Thursday, July 8, 2021

Adventures in Cake Decorating #8 - Bowling Cake

This is the cake that started it all. 

Or, maybe the cake that continued it all? It was before any of the niblings were born, so I didn't have regular birthday cake "clientele" yet, but I had already made baby block cakes for a friend (so many things I have learned to do better since then!). Even before that, I'd had ambitions on making our wedding cake myself -- ambitions left unrealized, as getting a great deal at a traditional bakery coincided with starting a brand new, soul-sucking job less than a month before the wedding. 


It's definitely the cake that ignited my enthusiasm for using cookies as a part of the decoration. (See later the Word World cake and cookies, the Cookie monster cupcakes with ABC and 123 cookies, a dinosaur cake I haven't told you about yet, and some sort of woodland creature cake and cookie combo I'd like to make, inspired by an autumn issue of Woman's Day magazine.)


This bowling cake was early enough in my cake decorating hobby-career that I can see now what I could have done better. Nevertheless, I still think it was awesome.

It was a large sheet cake; i.e., two 13x9 cakes set next to each other.

The bowling bowl was a smaller cake baked in a bowl. Tip: Use as round a bowl as possible (you know, some have a flat bottom inside), but then sculpt and/or patch with cake scraps and frosting.

The wood grain of the bowling lane was watered down brown food coloring, painted onto the crusted buttercream base. (Crusted = the buttercream has been allowed to sit exposed to the air, so it sets (or dries or hardens) enough that you can touch it lightly without it sticking to you.)
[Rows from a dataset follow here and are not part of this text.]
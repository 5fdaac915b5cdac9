//! 分区消费者

use crate::queue::log::{Delivered, PartitionLog};
use std::sync::Arc;
use std::time::Duration;

/// 单分区消费者
///
/// 每个消费组在每个分区上持有一个消费者，消费循环一个任务一个分区。
/// poll 不推进游标，commit 才推进；提交前失败的消息会被重投。
pub struct PartitionConsumer<T> {
    group: String,
    partition: usize,
    log: Arc<PartitionLog<T>>,
}

impl<T: Clone + Send + Sync + 'static> PartitionConsumer<T> {
    pub(crate) fn new(group: &str, partition: usize, log: Arc<PartitionLog<T>>) -> Self {
        Self {
            group: group.to_string(),
            partition,
            log,
        }
    }

    pub fn partition(&self) -> usize {
        self.partition
    }

    pub fn group(&self) -> &str {
        &self.group
    }

    /// 等待并取出游标处的消息
    pub async fn poll(&self) -> Delivered<T> {
        self.log.poll(&self.group).await
    }

    /// 非阻塞取消息
    pub fn try_poll(&self) -> Option<Delivered<T>> {
        self.log.try_poll(&self.group)
    }

    /// 批量取消息：先等首条，再在 linger 窗口内攒批到 max 条
    pub async fn poll_batch(&self, max: usize, linger: Duration) -> Vec<Delivered<T>> {
        let first = self.log.poll(&self.group).await;
        if max <= 1 {
            return vec![first];
        }

        tokio::time::sleep(linger).await;
        let batch = self.log.try_poll_batch(&self.group, max);
        // linger 期间日志未被裁剪（本组游标未提交），首条必然仍在批首
        if batch.is_empty() {
            vec![first]
        } else {
            batch
        }
    }

    /// 提交偏移量（本分区内小于等于 offset 的消息均视为处理完成）
    pub fn commit(&self, offset: u64) {
        self.log.commit(&self.group, offset);
    }

    /// 未消费消息数
    pub fn lag(&self) -> u64 {
        self.log.lag(&self.group)
    }
}

#[cfg(test)]
mod tests {
    use crate::config::QueueSettings;
    use crate::queue::{PartitionedTopic, TopicProducer};
    use std::time::Duration;

    fn test_settings() -> QueueSettings {
        QueueSettings {
            partitions: 3,
            capacity: 64,
            publish_retry_attempts: 1,
            publish_backoff_ms: 1,
            normal_concurrency: 4,
            backpressure_concurrency: 1,
            backpressure_batch_size: 10,
            backpressure_linger_ms: 5,
        }
    }

    #[tokio::test]
    async fn test_batch_consumption() {
        let settings = test_settings();
        let topic = PartitionedTopic::new("sensor-data", &settings);
        let consumers = topic.subscribe("backpressure");
        let producer = TopicProducer::new(topic.clone(), &settings);

        for i in 0..8 {
            producer.publish("d1", i).await.unwrap();
        }

        let partition = crate::queue::partition_for("d1", topic.partition_count());
        let consumer = &consumers[partition];

        let batch = consumer.poll_batch(5, Duration::from_millis(5)).await;
        assert!(!batch.is_empty());
        assert!(batch.len() <= 5);
        consumer.commit(batch.last().unwrap().offset);

        let rest = consumer.poll_batch(10, Duration::from_millis(5)).await;
        assert_eq!(batch.len() + rest.len(), 8);
    }

    #[tokio::test]
    async fn test_uncommitted_message_redelivered() {
        let settings = test_settings();
        let topic = PartitionedTopic::new("sensor-data", &settings);
        let consumers = topic.subscribe("g");
        let producer = TopicProducer::new(topic.clone(), &settings);

        producer.publish("d2", 99).await.unwrap();
        let partition = crate::queue::partition_for("d2", topic.partition_count());
        let consumer = &consumers[partition];

        // 模拟处理失败：poll 后不提交
        let first = consumer.poll().await;
        assert_eq!(first.value, 99);

        // 重投同一条消息
        let redelivered = consumer.poll().await;
        assert_eq!(redelivered.offset, first.offset);
        consumer.commit(redelivered.offset);
        assert_eq!(consumer.lag(), 0);
    }
}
I thought I was so clever, illustrating that it was a 30th birthday by piping on a score sheet with the beginnings of a perfect game. Three strikes in a row = 30 points for the first frame!

Then, of course, sugar cookie bowling pins. I didn't have a bowling pin cookie cutter but rather cut these by hand using a paper template -- easy enough to do when the cookie is large and symmetrical.

And, that's a look back at one of my first three-dimensional birthday cakes.